The successful $7.1 million Series A financing for Prague-based Choice, an all-in-one SaaS platform for independent restaurants, underscores a replicable model for addressing entrenched fragmentation in the SME technology sector—a dynamic with direct parallels across the Middle East and North Africa (MENA). While the immediate narrative centers on Choice’s expansion from Central and Eastern Europe into Southern and Western Europe, the underlying thesis—consolidating ordering, payments, reservations, and marketplace integrations into a single subscription—resonates powerfully in MENA markets. The region’s restaurant and retail sectors are similarly plagued by a patchwork of point solutions, generating data silos and erosive cost structures for independent operators. The business impact is clear: a vertically integrated operating system that centralizes customer data and streamlines operations directly attacks the margin pressure endemic to the sector, offering a path to profitability that is acutely sought after by cash-sensitive SMEs from Riyadh to Casablanca.
The strategic participation of Alea Capital Partners, a Lisbon-based B2B SaaS specialist, is a critical signal for regional sovereign and institutional capital. Alea’s explicit focus on supporting scaling companies across Southern Europe—with Portugal as a beachhead—mirrors a playbook increasingly adopted by MENA sovereign wealth funds and family offices: identify proven, capital-efficient business models in adjacent markets, then deploy follow-on capital to fuel regional dominance. For entities like Saudi Arabia’s Public Investment Fund (PIF) or the UAE’s Mubadala, which are actively diversifying into global technology assets, investments in vertically integrated SaaS plays targeting the SME segment present an attractive proposition. This is not about backing a single European scale-up, but about acquiring strategic IP and operational templates that can be adapted or directly imported to accelerate digitization in the MENA service economy, where SME contribution to GDP is substantial but technology adoption remains fragmented.

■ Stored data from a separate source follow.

//! Repository-relative locations of generated resources.
//!
//! Every path produced here uses forward slashes regardless of the host OS;
//! they are keys of a [`Resources`](crate::resources::Resources) set and only
//! become filesystem paths when written out.

use thiserror::Error;

use crate::manifest::PipelinesConfig;

#[derive(Debug, Error, PartialEq, Eq)]
pub enum PathError {
  #[error("cannot compute relative path from {from:?} to {to:?}: {reason}")]
  Malformed { from: String, to: String, reason: &'static str },
}

/// Directory holding everything generated for an environment.
pub fn path_for_environment(env: &str) -> String {
  join(&["environments", env])
}

pub fn path_for_service(env: &str, service: &str) -> String {
  join(&[&path_for_environment(env), "services", service])
}

pub fn path_for_application(env: &str, app: &str) -> String {
  join(&[&path_for_environment(env), "apps", app])
}

/// Directory of the pipelines (CI/CD) namespace resources.
pub fn path_for_pipelines(config: &PipelinesConfig) -> String {
  join(&["config", &config.name])
}

pub fn path_for_argocd() -> String {
  join(&["config", "argocd"])
}

/// Join path components with `/`, skipping empty components.
pub fn join(parts: &[&str]) -> String {
  parts
    .iter()
    .map(|p| p.trim_matches('/'))
    .filter(|p| !p.is_empty())
    .collect::<Vec<_>>()
    .join("/")
}

/// Final component of a slash-separated path.
pub fn basename(path: &str) -> &str {
  path.rsplit('/').next().unwrap_or(path)
}

/// Compute the relative path from directory `from` to directory `to`.
///
/// Both arguments are repository-relative directories. The result uses `../`
/// to climb out of `from` and is `.` when both name the same directory.
pub fn relative_path(from: &str, to: &str) -> Result<String, PathError> {
  let malformed = |reason| PathError::Malformed {
    from: from.to_string(),
    to: to.to_string(),
    reason,
  };

  if from.is_empty() || to.is_empty() {
    return Err(malformed("empty path"));
  }
  if from.starts_with('/') != to.starts_with('/') {
    return Err(malformed("cannot mix absolute and relative paths"));
  }

  let from_parts = components(from).ok_or_else(|| malformed("parent components are not supported"))?;
  let to_parts = components(to).ok_or_else(|| malformed("parent components are not supported"))?;

  let common = from_parts
    .iter()
    .zip(to_parts.iter())
    .take_while(|(a, b)| a == b)
    .count();

  let mut rel: Vec<&str> = std::iter::repeat_n("..", from_parts.len() - common).collect();
  rel.extend(&to_parts[common..]);

  if rel.is_empty() {
    Ok(".".to_string())
  } else {
    Ok(rel.join("/"))
  }
}

/// Split into normal components, dropping `.` and empty segments.
///
/// Returns `None` when the path contains `..`.
fn components(path: &str) -> Option<Vec<&str>> {
  let mut parts = Vec::new();
  for part in path.split('/') {
    match part {
      "" | "." => {}
      ".." => return None,
      p => parts.push(p),
    }
  }
  Some(parts)
}
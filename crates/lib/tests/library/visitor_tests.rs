//! Traversal order as seen by a visitor outside the crate.

use gitops_lib::manifest::{Application, Environment, ManifestError, Service, Visitor};

use super::common::manifest;

#[derive(Default)]
struct Recorder(Vec<String>);

impl Visitor for Recorder {
  type Error = ManifestError;

  fn service(&mut self, env: &Environment, service: &Service) -> Result<(), ManifestError> {
    self.0.push(format!("service {}/{}", env.name, service.name));
    Ok(())
  }

  fn environment(&mut self, env: &Environment) -> Result<(), ManifestError> {
    self.0.push(format!("env {}", env.name));
    Ok(())
  }

  fn application(&mut self, app: &Application, env: &Environment) -> Result<(), ManifestError> {
    self.0.push(format!("app {}/{}", env.name, app.name));
    Ok(())
  }
}

#[test]
fn walk_visits_in_documented_order() {
  let mut recorder = Recorder::default();
  manifest().walk(&mut recorder).unwrap();

  assert_eq!(
    recorder.0,
    vec![
      "service dev/http-api",
      "service dev/worker",
      "env dev",
      "env stage",
      "env cicd",
      "app dev/shop",
      "app stage/shop",
    ]
  );
}

/// Visitors only implementing one stage see only that stage.
#[test]
fn partial_visitor() {
  struct Apps(usize);

  impl Visitor for Apps {
    type Error = ManifestError;

    fn application(&mut self, _app: &Application, _env: &Environment) -> Result<(), ManifestError> {
      self.0 += 1;
      Ok(())
    }
  }

  let mut apps = Apps(0);
  manifest().walk(&mut apps).unwrap();
  assert_eq!(apps.0, 2);
}
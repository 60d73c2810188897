//! Ordered traversal of a manifest.
//!
//! # Order
//!
//! 1. Environments sorted by name, with the pipelines environment always last
//! 2. Within an environment, each service in insertion order, then the
//!    environment itself
//! 3. Each application once per environment it references, in manifest order
//!
//! Builders rely on this order: the environment callback sees every resource
//! generated by its services, and the event listener is written only after
//! all service triggers are collected.

use std::cmp::Ordering;

use super::{Application, Environment, Manifest, ManifestError, Service};

/// Callbacks invoked by [`Manifest::walk`].
///
/// Every callback defaults to a no-op, so a visitor implements only the
/// stages it cares about.
pub trait Visitor {
  type Error: From<ManifestError>;

  fn service(&mut self, _env: &Environment, _service: &Service) -> Result<(), Self::Error> {
    Ok(())
  }

  fn environment(&mut self, _env: &Environment) -> Result<(), Self::Error> {
    Ok(())
  }

  fn application(&mut self, _app: &Application, _env: &Environment) -> Result<(), Self::Error> {
    Ok(())
  }
}

impl Manifest {
  /// Drive `visitor` over the manifest. The first callback error stops the
  /// walk and is returned unchanged.
  ///
  /// When a pipelines namespace is configured but no environment carries its
  /// name, an empty environment of that name is visited in its place.
  pub fn walk<V: Visitor>(&self, visitor: &mut V) -> Result<(), V::Error> {
    let synthesized = self
      .pipelines_config()
      .filter(|p| self.environment(&p.name).is_none())
      .map(|p| Environment::new(p.name.clone()));

    let mut envs: Vec<&Environment> = self.environments.iter().chain(synthesized.as_ref()).collect();
    envs.sort_by(|a, b| self.compare_environments(a, b));

    for env in envs {
      for service in &env.services {
        visitor.service(env, service)?;
      }
      visitor.environment(env)?;
    }

    for app in &self.apps {
      for env_ref in &app.environments {
        let env = self
          .environment(&env_ref.name)
          .ok_or_else(|| ManifestError::UnknownEnvironment(env_ref.name.clone()))?;
        visitor.application(app, env)?;
      }
    }

    Ok(())
  }

  fn compare_environments(&self, a: &Environment, b: &Environment) -> Ordering {
    self
      .is_pipelines_environment(a)
      .cmp(&self.is_pipelines_environment(b))
      .then_with(|| a.name.cmp(&b.name))
  }
}
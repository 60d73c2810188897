use serde::{Deserialize, Serialize};

/// A kustomize index file.
///
/// Empty lists are left out of the serialized form so generated indexes only
/// carry the field they use.
#[derive(Debug, Default, Clone, PartialEq, Eq, Serialize, Deserialize)]
pub struct Kustomization {
  #[serde(default, skip_serializing_if = "Vec::is_empty")]
  pub bases: Vec<String>,
  #[serde(default, skip_serializing_if = "Vec::is_empty")]
  pub resources: Vec<String>,
}

impl Kustomization {
  pub fn with_bases<I, S>(bases: I) -> Self
  where
    I: IntoIterator<Item = S>,
    S: Into<String>,
  {
    Self {
      bases: bases.into_iter().map(Into::into).collect(),
      resources: Vec::new(),
    }
  }

  pub fn with_resources<I, S>(resources: I) -> Self
  where
    I: IntoIterator<Item = S>,
    S: Into<String>,
  {
    Self {
      bases: Vec::new(),
      resources: resources.into_iter().map(Into::into).collect(),
    }
  }
}
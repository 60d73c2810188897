//! The resource set: generated manifests keyed by their output path.
//!
//! Builders accumulate typed Kubernetes objects into a [`Resources`] set,
//! which stores them as opaque YAML values so sets produced by different
//! builders can be merged and written without knowing their types.
//!
//! # Ordering
//!
//! Keys live in a [`BTreeMap`], so iteration (and therefore the order files
//! are written and listed in kustomizations) is deterministic.

mod kustomization;

use std::collections::{BTreeMap, BTreeSet};

use serde::Serialize;
use serde::de::DeserializeOwned;
use thiserror::Error;

use crate::consts::KUSTOMIZATION_FILE;
use crate::paths;

pub use kustomization::Kustomization;

#[derive(Debug, Error)]
pub enum ResourceError {
  #[error("failed to serialize resource {path}: {source}")]
  Serialize { path: String, source: serde_yaml::Error },
}

/// Generated resources keyed by repository-relative path.
#[derive(Debug, Default, Clone, PartialEq)]
pub struct Resources(BTreeMap<String, serde_yaml::Value>);

impl Resources {
  pub fn new() -> Self {
    Self::default()
  }

  /// Serialize `value` and store it under `path`, replacing any previous entry.
  pub fn insert<T: Serialize>(&mut self, path: impl Into<String>, value: &T) -> Result<(), ResourceError> {
    let path = path.into();
    let value = serde_yaml::to_value(value).map_err(|source| ResourceError::Serialize {
      path: path.clone(),
      source,
    })?;
    self.0.insert(path, value);
    Ok(())
  }

  pub fn get(&self, path: &str) -> Option<&serde_yaml::Value> {
    self.0.get(path)
  }

  /// Read an entry back as a typed resource.
  ///
  /// Returns `None` when the path is absent or holds a different shape.
  pub fn get_as<T: DeserializeOwned>(&self, path: &str) -> Option<T> {
    self
      .0
      .get(path)
      .and_then(|v| serde_yaml::from_value(v.clone()).ok())
  }

  pub fn contains(&self, path: &str) -> bool {
    self.0.contains_key(path)
  }

  pub fn len(&self) -> usize {
    self.0.len()
  }

  pub fn is_empty(&self) -> bool {
    self.0.is_empty()
  }

  pub fn keys(&self) -> impl Iterator<Item = &str> {
    self.0.keys().map(String::as_str)
  }

  pub fn iter(&self) -> impl Iterator<Item = (&str, &serde_yaml::Value)> {
    self.0.iter().map(|(k, v)| (k.as_str(), v))
  }

  /// Re-root every key under `prefix`.
  pub fn with_prefix(self, prefix: &str) -> Self {
    Self(
      self
        .0
        .into_iter()
        .map(|(k, v)| (paths::join(&[prefix, &k]), v))
        .collect(),
    )
  }

  /// Filenames (relative to `dir`) of every entry below `dir`, excluding
  /// kustomization indexes.
  pub fn files_under(&self, dir: &str) -> BTreeSet<String> {
    let prefix = format!("{}/", dir.trim_end_matches('/'));
    self
      .0
      .keys()
      .filter_map(|k| k.strip_prefix(&prefix))
      .filter(|rel| paths::basename(rel) != KUSTOMIZATION_FILE)
      .map(str::to_string)
      .collect()
  }
}

impl FromIterator<(String, serde_yaml::Value)> for Resources {
  fn from_iter<I: IntoIterator<Item = (String, serde_yaml::Value)>>(iter: I) -> Self {
    Self(iter.into_iter().collect())
  }
}

impl IntoIterator for Resources {
  type Item = (String, serde_yaml::Value);
  type IntoIter = std::collections::btree_map::IntoIter<String, serde_yaml::Value>;

  fn into_iter(self) -> Self::IntoIter {
    self.0.into_iter()
  }
}

/// Combine two resource sets. Entries of `from` replace entries of `to` with
/// the same path; neither input is modified.
pub fn merge(from: &Resources, to: &Resources) -> Resources {
  let mut merged = to.clone();
  for (path, value) in &from.0 {
    merged.0.insert(path.clone(), value.clone());
  }
  merged
}

/// Sorted, de-duplicated resource list for the kustomization of `dir`.
///
/// Combines the files generated under `dir` with files that already exist
/// there on disk.
pub fn kustomization_for(resources: &Resources, dir: &str, existing: impl IntoIterator<Item = String>) -> Vec<String> {
  let mut files = resources.files_under(dir);
  files.extend(existing.into_iter().filter(|f| paths::basename(f) != KUSTOMIZATION_FILE));
  files.into_iter().collect()
}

From a venture capital and infrastructure perspective, the round illuminates a necessary evolution for MENA’s tech ecosystem. Choice’s go-to-market strategy—deploying local sales and customer success teams in each new city rather than relying on remote sales—highlights the non-negotiable need for on-the-ground infrastructure in markets characterized by strong local nuances. This has profound implications for MENA VC deployment, which often prioritizes pure-play digital products over capital-intensive, bricks-and-mortar sales and support operations. The implicit lesson is that winning in fragmented regional markets requires a hybrid model: a centralized, AI-driven product suite paired with distributed, localized execution units. For MENA, this suggests that the next wave of venture-scale successes will likely emerge from founders and funds willing to underwrite this costly but essential local presence, moving beyond the “build it and they will come” approach that has limited many regional SaaS plays.
Ultimately, Choice’s trajectory offers a benchmark for what constitutes a scalable, defensible technology business in semi-fragmented markets. The company’s achievement of breakeven with $5 million in annual recurring revenue (ARR) across 7,000+ paying customers validates a path to sustainable growth that prioritizes unit economics over blitzscaling. For MENA, this model is particularly salient. The region’s vast network of independent restaurants, retailers, and service providers represents an underserved cohort precisely because traditional venture approaches have sought hypergrowth in less complex B2C segments. The opportunity lies in building the infrastructure layer for this vast SME base—a play that aligns with national economic diversification mandates across the GCC and North Africa. Sovereign capital, therefore, should view such investments not merely as financial stakes in foreign entities, but as strategic acquisitions of blueprints to build category-leading domestic champions in a sector fundamental to economic resilience.